Yargıyı verdiler yetmedi…

Aydınları, Profesörleri, dekanları, rektörleri, bilim adamlarını, yazarları, çizerleri, gazetecileri verdiler yetmedi…

Verdikçe “ Yetmez ama evet” dediler…

Verdiler…

Verdiler…

Verdiler…

Zaten Medya’yı daha; Güneş doğmadan, Sabah, Akşam demeden, Samanyolu’na bakmadan, belirli Takvim aralıklarıyla, büyük Show’ larla, Star bir şekilde Yeniasır’a uydurmuşlardı…

Ve sen türbanlı bacım:

Hepsi sahibinin sesinden yandaş yandaş konuşurken, sen de Zaman’ın penceresinden büyük bir keyifle alkış tutuyordun, sıranın bir gün sana geleceğini bilmeden…

Dün bize, bugün size…

İleri demokrasi diyorlar bunun adına!..

Biz daha önceden tanışmıştık, sen yeni yeni keşfediyorsun.

Yine de geçmiş olsun. Bu arada ucuz kurtulduğunu da söylemeliyim. Gezi’de çocukların gözlerini çıkardılar, gencecik fidanlar zamansız öldürüldü gitti…
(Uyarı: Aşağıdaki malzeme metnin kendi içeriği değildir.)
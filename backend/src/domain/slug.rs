//! Slug helpers for listing identifiers.
//!
//! Slugs are trimmed, non-empty identifiers composed of lowercase ASCII
//! letters, digits, and hyphens.

/// Maximum length of a generated slug, including the timestamp suffix.
const SLUG_MAX_LEN: usize = 64;

/// Return `true` when `value` is a valid slug.
pub(crate) fn is_valid_slug(value: &str) -> bool {
    !value.is_empty()
        && value.len() <= SLUG_MAX_LEN
        && value
            .chars()
            .all(|ch| ch.is_ascii_lowercase() || ch.is_ascii_digit() || ch == '-')
        && !value.starts_with('-')
        && !value.ends_with('-')
}

/// Derive a slug from free text and a disambiguating numeric suffix.
///
/// Runs of non-alphanumeric characters collapse into a single hyphen; the
/// text portion is truncated so the whole slug fits [`SLUG_MAX_LEN`].
pub(crate) fn slugify_with_suffix(text: &str, suffix: i64) -> String {
    let suffix = suffix.unsigned_abs().to_string();
    let budget = SLUG_MAX_LEN.saturating_sub(suffix.len() + 1);

    let mut stem = String::with_capacity(text.len());
    for ch in text.chars() {
        if ch.is_ascii_alphanumeric() {
            stem.push(ch.to_ascii_lowercase());
        } else if !stem.is_empty() && !stem.ends_with('-') {
            stem.push('-');
        }
    }
    stem.truncate(budget);
    let stem = stem.trim_end_matches('-');

    if stem.is_empty() {
        format!("listing-{suffix}")
    } else {
        format!("{stem}-{suffix}")
    }
}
 Zaman'da; Ergenekon’un kasası ilan ettiğiniz Kuddusi Özkır hapiste kanserden öldü. Parasızlıktan cenazesini belediye kaldırdığında bile yüzünüz kızarmamıştı… Yaşanan bunca acı deneyden sonra bir ders çıkardınız mı bilmem ama atalarımız:

“Bir musibet, bin nasihatten iyidir.” demişler.

Bu işlerin türbanla-mürbanla, hoca efendinin seccadesiyle, dinle imanla ilgili olmadığını, tamamen duygusal olduğunu, ayakkabı kutularından çıkan milyon dolarlar bile sana anlatmadıysa ben ne yapayım?..

Ha sahi, ne diyordun sen?...

“Gerçekler Zaman'la anlaşılır”…

Ah bir anlayabilsen…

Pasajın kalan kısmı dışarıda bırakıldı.